You can also make the command groups as discussed on WPI lib. It’s simple enough to understand that I won’t include an example here. The great thing about using command based programming is that if you make a change to say, how fast you want the collector to extend - it takes affect anywhere you use that command. With sample robot - if you have the collector extend in autonomous and from a button push in tele-op, you have to be careful to make sure and go change it in both places. You can also include variable in it, so you can have a command that say turns your robot X degrees, with a different parameter sent that reuses the rest of the code the same.

Hope this helped some.

I have my programmers watch these 6 videos. https://www.youtube.com/watch?v=k7PaYcjDEDc&list=PLYA9eZLlgz7t9Oleid2wtlgnvhGObeKzp We are a Java team but these videos do apply to C++ as well. Last year was my first year as a coach, I watched these, Played along and simulated the programs in FRCSim. The one student program we had last year called it “cheating”.

Wow this thread is really useful for beginners such as myself good job guys.I was also having trouble understanding the subsystems as well as how we were to assign the controller to the code onto the robot but this thread cleared a lot of those problems up.Thanks Guys! :slight_smile:

Glad i found this thread… thank you all!!!

We are planning on driving a 6 CIM motor using talon SRX… can i build it with Robot builder using the 4 motor system and then later on add the code needed to add the extra 2 motors?

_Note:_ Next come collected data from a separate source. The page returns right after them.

use std::future::{ready, Ready};

use actix_web::{FromRequest, HttpMessage, HttpRequest};
use mongodb::bson::oid::ObjectId;
use serde::{Deserialize, Serialize};

use crate::core::errors::AppError;

/// 인증 게이트를 통과한 요청의 사용자 식별 정보
///
/// `AuthMiddleware`가 토큰 검증 후 request extensions에 넣어 두며,
/// 핸들러는 인자로 선언하기만 하면 꺼내 쓸 수 있습니다.
///
/// ```rust,ignore
/// #[get("/me", wrap = "AuthMiddleware::required()")]
/// pub async fn get_my_profile(user: AuthenticatedUser) -> Result<HttpResponse, AppError> {
///     let profile = ProfileService::instance().get_my_profile(&user.user_id).await?;
///     Ok(HttpResponse::Ok().json(profile))
/// }
/// ```
#[derive(Debug, Clone, PartialEq, Serialize, Deserialize)]
pub struct AuthenticatedUser {
    /// 사용자 고유 ID (ObjectId 16진수 문자열)
    pub user_id: String,
}

impl AuthenticatedUser {
    pub fn new(user_id: impl Into<String>) -> Self {
        Self {
            user_id: user_id.into(),
        }
    }

    /// ObjectId로 변환합니다.
    ///
    /// 서명은 유효하지만 형식이 맞지 않는 ID는 유효하지 않은 토큰으로 취급합니다.
    pub fn object_id(&self) -> Result<ObjectId, AppError> {
        ObjectId::parse_str(&self.user_id)
            .map_err(|_| AppError::AuthenticationError("Token is not valid".to_string()))
    }
}

/// ActixWeb FromRequest trait 구현
impl FromRequest for AuthenticatedUser {
    type Error = AppError;
    type Future = Ready<Result<Self, Self::Error>>;

    fn from_request(req: &HttpRequest, _payload: &mut actix_web::dev::Payload) -> Self::Future {
        match req.extensions().get::<AuthenticatedUser>() {
            Some(user) => ready(Ok(user.clone())),
            None => ready(Err(AppError::AuthenticationError(
                "No token, auth failed".to_string(),
            ))),
        }
    }
}

#[cfg(test)]
mod tests {
    use super::*;
    use actix_web::test::TestRequest;

    #[actix_web::test]
    async fn test_extracts_user_from_extensions() {
        let req = TestRequest::default().to_http_request();
        req.extensions_mut().insert(AuthenticatedUser::new("abc"));

        let user = AuthenticatedUser::extract(&req).await.unwrap();
        assert_eq!(user.user_id, "abc");
    }

    #[actix_web::test]
    async fn test_missing_extension_is_unauthorized() {
        let req = TestRequest::default().to_http_request();
        let result = AuthenticatedUser::extract(&req).await;

        assert!(matches!(result, Err(AppError::AuthenticationError(_))));
    }

    #[test]
    fn test_object_id_conversion() {
        let id = ObjectId::new();
        assert_eq!(AuthenticatedUser::new(id.to_hex()).object_id().unwrap(), id);
        assert!(AuthenticatedUser::new("not-an-id").object_id().is_err());
    }
}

I don’t think so. What I’m thinking is use the 4 motor system in robot builder, enter in your 4 motors. Then also include a 2 motor system. Though that might be what you mean.

If you can, you could write it manually.

We have an example that might help…

… basically slave the fifth and sixth talon outside of RobotDrive to the appropriate talons inside RobotDrive.

It’s java but should be easy to port to C++.

Thank you !

Being a newbie with Java…this code is added to the Robot.java class… is there anything else in other class i need to add?